La respuesta, según el análisis liderado por Antonio Zoido, pasa por una planificación nutricional flexible. No basta con diseñar una dieta general. Los equipos médicos deben adaptar la alimentación, la hidratación y la recuperación en tiempo real.

“El reto es diseñar un protocolo nutricional flexible que se adapte en tiempo real a los futbolistas”, señaló Zoido.

Viajes largos y cambios de horario

El formato del Mundial obliga a muchas selecciones a recorrer grandes distancias. Algunos traslados pueden superar las seis horas, lo que genera un desgaste silencioso en el cuerpo.

Ese esfuerzo no siempre se nota de inmediato. Sin embargo, puede afectar el sueño, la motilidad intestinal, la sensibilidad a la insulina y la capacidad de absorción de nutrientes.

Además, los cambios de huso horario complican la recuperación. Un jugador puede entrenar, comer y dormir en horarios distintos cada pocos días. Por eso, los cuerpos técnicos deben anticipar los viajes y ajustar rutinas antes de cada partido.

El calor también juega

Otro desafío importante son las altas temperaturas.
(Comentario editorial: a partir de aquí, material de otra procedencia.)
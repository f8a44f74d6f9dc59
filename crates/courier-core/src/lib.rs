//! # Courier Core
//!
//! Transport-free building blocks shared by every Courier crate:
//!
//! - [`Codec`] - pluggable wire encoding ([`JsonCodec`] by default)
//! - [`Envelope`] - the `{channel, name, body}` wire wrapper
//! - [`Event`] - typed payloads with directional field checks
//! - [`InboundEvents`] - a channel's closed set of client events
//! - [`protocol`] - reserved auth, presence, room and error events
//! - [`Authentication`] - the record produced by an auth challenge
//!
//! ## Example
//!
//! ```
//! use courier_core::{Envelope, JsonCodec, protocol::UserJoin};
//!
//! let envelope = Envelope::from_event("lobby", &UserJoin { id: "42".into() }).unwrap();
//! let bytes = envelope.encode(&JsonCodec).unwrap();
//! let decoded = Envelope::decode(&JsonCodec, &bytes).unwrap();
//!
//! assert_eq!(decoded.name, "edd:user:join");
//! let join: UserJoin = decoded.into_event().unwrap();
//! assert_eq!(join.id, "42");
//! ```

#![doc(html_root_url = "https://docs.rs/courier-core/0.1.0")]
#![warn(missing_docs)]
#![forbid(unsafe_code)]

pub mod auth;
pub mod codec;
pub mod envelope;
pub mod error;
pub mod event;
pub mod protocol;

pub use auth::{AuthMethod, Authentication};
pub use codec::{decode_from, encode_to, Codec, JsonCodec};
pub use envelope::Envelope;
pub use error::{CoreError, CoreResult};
pub use event::{direction, Event, InboundEvents, NoEvents, Unset};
En algunas sedes, los partidos pueden disputarse con condiciones extremas, por encima de los 40 grados.

Para reducir riesgos, la FIFA implementó pausas de hidratación alrededor del minuto 30 de cada tiempo. Estas interrupciones permiten a los jugadores recuperar líquidos y recibir instrucciones rápidas.
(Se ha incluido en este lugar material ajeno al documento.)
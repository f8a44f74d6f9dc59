//! Per-event handler context.

use std::sync::Arc;

use crate::server::Server;
use crate::session::{Session, SessionId};

/// What a handler gets alongside the decoded event: the server and the
/// session the event arrived on.
#[derive(Clone, Debug)]
pub struct Context {
    server: Server,
    session: Arc<Session>,
}

impl Context {
    /// Creates a context for `session`.
    pub fn new(server: Server, session: Arc<Session>) -> Self {
        Self { server, session }
    }

    /// The server.
    pub fn server(&self) -> &Server {
        &self.server
    }

    /// The originating session.
    pub fn session(&self) -> &Arc<Session> {
        &self.session
    }

    /// Shorthand for `self.session().id()`.
    pub fn session_id(&self) -> SessionId {
        self.session.id()
    }
}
El calor puede provocar deshidratación y pérdida brusca de fluidos. También puede afectar la concentración y acelerar la fatiga muscular. Por eso, la nutrición y la hidratación se vuelven parte del plan competitivo.

Según el estudio, las selecciones trabajan con estrategias de crononutrición. Es decir, ajustan los nutrientes y los horarios de comida para ayudar al cuerpo a sincronizarse con el esfuerzo, el descanso y los cambios de sede.

Tecnología contra las altas temperaturas

Algunas selecciones también recurren a soluciones tecnológicas. España, por ejemplo, utilizó durante sus entrenamientos un sistema de refrigeración desarrollado para la Fórmula 1.

El equipo incluye chalecos, chaquetas y cubrebotas diseñados para reducir la sensación de calor después del esfuerzo. El chaleco contiene un gel congelado que se descongela de forma progresiva sobre el torso del futbolista.

La chaqueta ayuda a prolongar el efecto refrigerante. Los cubrebotas, por su parte, buscan disminuir la temperatura de los pies tras sesiones intensas.

Estas herramientas no reemplazan la preparación física ni la alimentación. Pero ayudan a controlar mejor la recuperación en un torneo donde cada día cuenta.

La comida también decide partidos

La planificación alimentaria cobra más importancia en una Copa del Mundo de estas características. Comer bien no significa solo elegir alimentos saludables. También implica saber cuándo comer, cuánto ingerir y cómo responder a las necesidades de cada jugador.

Un mal descanso, una hidratación insuficiente o una comida mal programada pueden afectar el rendimiento. En torneos tan igualados, esos detalles pesan.

Por eso, los cuerpos médicos analizan el estado de cada futbolista antes, durante y después de los partidos. La meta es evitar que el jugador llegue al límite físico antes de tiempo.

El Mundial 2026 será recordado por su tamaño, sus grandes estadios y su alcance internacional. Pero, dentro de cada vestuario, también será una competencia de adaptación. Ganar no dependerá solo de jugar mejor. También dependerá de recuperar más rápido, hidratarse mejor y resistir un calendario que exige tanto como cualquier rival.